= Arnold Savage (died 1375) =

English knight and administrator

Arms of Arnold Savage: Argent, six lions rampant sable.

Sir Arnold Savage (Note: Also Ernaud Savage.) (died 1375), Lord of Bobbing, was a 14th century English knight and administrator from the Savage family, who was a commissioner of array in Kent (1346), lieutenant of the Seneschal of Gascony (1350), sat in the parliament of January 1352, Warden of the Coasts of Kent (1355), Mayor of Bordeaux (1359-63), and was employed in negotiations between England and Castile and France.

==Life==
Savage was the son of Roger Savage (died 1308) and Clarice de la Warre.
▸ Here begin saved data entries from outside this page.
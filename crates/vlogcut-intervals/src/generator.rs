//! End-to-end plan generation: narrative + annotations -> cutting plan.

use std::path::Path;
use std::sync::Arc;

use tracing::info;

use vlogcut_models::{CuttingPlan, PlanParams, TimestampedEvent};
use vlogcut_oracle::IntervalOracle;

use crate::annotation::parse_annotation_dir;
use crate::config::SelectionConfig;
use crate::enhancer::{enhance_descriptions, EnhanceSummary};
use crate::error::{IntervalError, IntervalResult};
use crate::grouping::group_by_source;
use crate::selector::{select_intervals, SelectionReport};

/// A generated plan plus what happened while building it.
#[derive(Debug, Clone)]
pub struct GeneratedPlan {
    pub plan: CuttingPlan,
    pub report: SelectionReport,
    pub descriptions: EnhanceSummary,
}

/// Builds cutting plans from a narrative and per-source annotations.
pub struct NarrativeIntervalGenerator {
    config: SelectionConfig,
    oracle: Option<Arc<dyn IntervalOracle>>,
}

impl NarrativeIntervalGenerator {
    pub fn new(config: SelectionConfig) -> Self {
        Self { config, oracle: None }
    }

    pub fn with_oracle(mut self, oracle: Arc<dyn IntervalOracle>) -> Self {
        self.oracle = Some(oracle);
        self
    }

    pub fn config(&self) -> &SelectionConfig {
        &self.config
    }

    /// Read the narrative file and annotation directory and build a plan.
    pub async fn generate(
        &self,
        narrative_file: impl AsRef<Path>,
        annotation_dir: impl AsRef<Path>,
    ) -> IntervalResult<GeneratedPlan> {
        let narrative_file = narrative_file.as_ref();
        let annotation_dir = annotation_dir.as_ref();

        if !narrative_file.is_file() {
            return Err(IntervalError::not_found(narrative_file));
        }
        let narrative = tokio::fs::read_to_string(narrative_file).await?;
        info!(
            narrative = %narrative_file.display(),
            chars = narrative.chars().count(),
            "Loaded narrative"
        );

        let events = parse_annotation_dir(annotation_dir).await?;

        let params = PlanParams {
            target_duration: self.config.target_duration,
            suggested_interval_duration: self.config.suggested_interval_duration,
            narrative_file: Some(narrative_file.display().to_string()),
            annotation_dir: Some(annotation_dir.display().to_string()),
        };
        self.generate_from_events(&narrative, events, params).await
    }

    /// Build a plan from already-parsed events.
    pub async fn generate_from_events(
        &self,
        narrative: &str,
        events: Vec<TimestampedEvent>,
        params: PlanParams,
    ) -> IntervalResult<GeneratedPlan> {
        if events.is_empty() {
            return Err(IntervalError::NoContent);
        }

        let groups = group_by_source(events);
        let oracle = self.oracle.as_deref();

        let selection = select_intervals(&groups, &self.config, narrative, oracle).await?;
        if selection.intervals.is_empty() {
            return Err(IntervalError::NoIntervals);
        }

        let mut intervals = selection.intervals;
        let descriptions = enhance_descriptions(&mut intervals, &groups, narrative, oracle).await;

        let plan = CuttingPlan::from_selection(&intervals, params);
        plan.validate()?;

        info!(
            intervals = plan.metadata.total_intervals,
            total_secs = plan.metadata.actual_total_duration,
            target_secs = plan.metadata.target_duration,
            sources = ?plan.metadata.sources_used,
            "Cutting plan generated"
        );

        Ok(GeneratedPlan {
            plan,
            report: selection.report,
            descriptions,
        })
    }
}

#[cfg(test)]
mod tests {
    use super::*;
    use std::fs;

    fn write_fixture(dir: &Path) {
        let mut part_a = String::new();
        for t in (0..=60).step_by(5) {
            part_a.push_str(&format!("[transcript:{}] Alice: line {}\n", t, t));
        }
        part_a.push_str("[keyframe:00:01:00] sunset over the pier\n");

        let mut part_b = String::new();
        for t in (0..=180).step_by(10) {
            part_b.push_str(&format!("[keyframe:{}] frame {}\n", t, t));
        }

        fs::write(dir.join("partA_processed.txt"), part_a).unwrap();
        fs::write(dir.join("partB_processed.txt"), part_b).unwrap();
    }

    #[tokio::test]
    async fn test_generate_without_oracle() {
        let work = tempfile::tempdir().unwrap();
        let annotations = work.path().join("annotations");
        fs::create_dir(&annotations).unwrap();
        write_fixture(&annotations);
        let narrative = work.path().join("story.txt");
        fs::write(&narrative, "We spent a day at the pier.").unwrap();

        let generator = NarrativeIntervalGenerator::new(SelectionConfig::new(60, 5));
        let generated = generator.generate(&narrative, &annotations).await.unwrap();
        let plan = &generated.plan;

        assert!(plan.metadata.actual_total_duration <= 60.0);
        assert_eq!(plan.metadata.sources_used, vec!["partA", "partB"]);
        assert_eq!(plan.metadata.min_interval_duration, 3);
        assert_eq!(plan.metadata.max_interval_duration, 7);
        assert_eq!(plan.intervals[0].index, 1);
        assert_eq!(plan.intervals[0].description, "Selected segment from partA");
        assert_eq!(generated.report.fallback_sources(), 2);

        let saved = work.path().join("plan.json");
        plan.save(&saved).unwrap();
        assert_eq!(&CuttingPlan::load(&saved).unwrap(), plan);
    }

    #[tokio::test]
    async fn test_missing_narrative_is_not_found() {
        let work = tempfile::tempdir().unwrap();
        let generator = NarrativeIntervalGenerator::new(SelectionConfig::default());
        let result = generator.generate(work.path().join("nope.txt"), work.path()).await;
        assert!(matches!(result, Err(IntervalError::NotFound(_))));
    }

    #[tokio::test]
    async fn test_annotations_without_events_is_no_content() {
        let work = tempfile::tempdir().unwrap();
        fs::write(work.path().join("a_processed.txt"), "no tagged lines here\n").unwrap();
        let narrative = work.path().join("story.txt");
        fs::write(&narrative, "story").unwrap();

        let generator = NarrativeIntervalGenerator::new(SelectionConfig::default());
        let result = generator.generate(&narrative, work.path()).await;
        assert!(matches!(result, Err(IntervalError::NoContent)));
    }

    #[tokio::test]
    async fn test_nothing_selectable_is_no_intervals() {
        let generator = NarrativeIntervalGenerator::new(SelectionConfig::default());
        let events = vec![TimestampedEvent::keyframe("still", 0.0, "only frame")];
        let params = PlanParams {
            target_duration: 60,
            suggested_interval_duration: 5,
            narrative_file: None,
            annotation_dir: None,
        };

        let result = generator.generate_from_events("story", events, params).await;
        assert!(matches!(result, Err(IntervalError::NoIntervals)));
    }
}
Arnold served in France in 1345, and was a commissioner of array in Kent in 1346. Appointed as lieutenant of the Seneschal of Gascony, John de Cheverston and sat in the parliament of January 1352, was also appointed as Warden of the Coasts of Kent on 13 April 1355. He then served as mayor of Bordeaux from 12 March 1359 until 1363. Employed in negotiations with Pedro of Castile during 1352 and with France in 1371 and 1373 to treat for peace. He died in 1375, his son Arnold succeeding him.

==Family and issue==
Arnold married firstly Margery, daughter of Michael Poynings, Lord Poynings and Joan de Rokesley. He married secondly Joan Eychingham and they had the following known issue:
- Arnold Savage (died 1410), married Joan Eychingham, had issue.
- Joan Savage (1332-1359), married Sir Ralph St. Leger (b. 1330) and they had issue.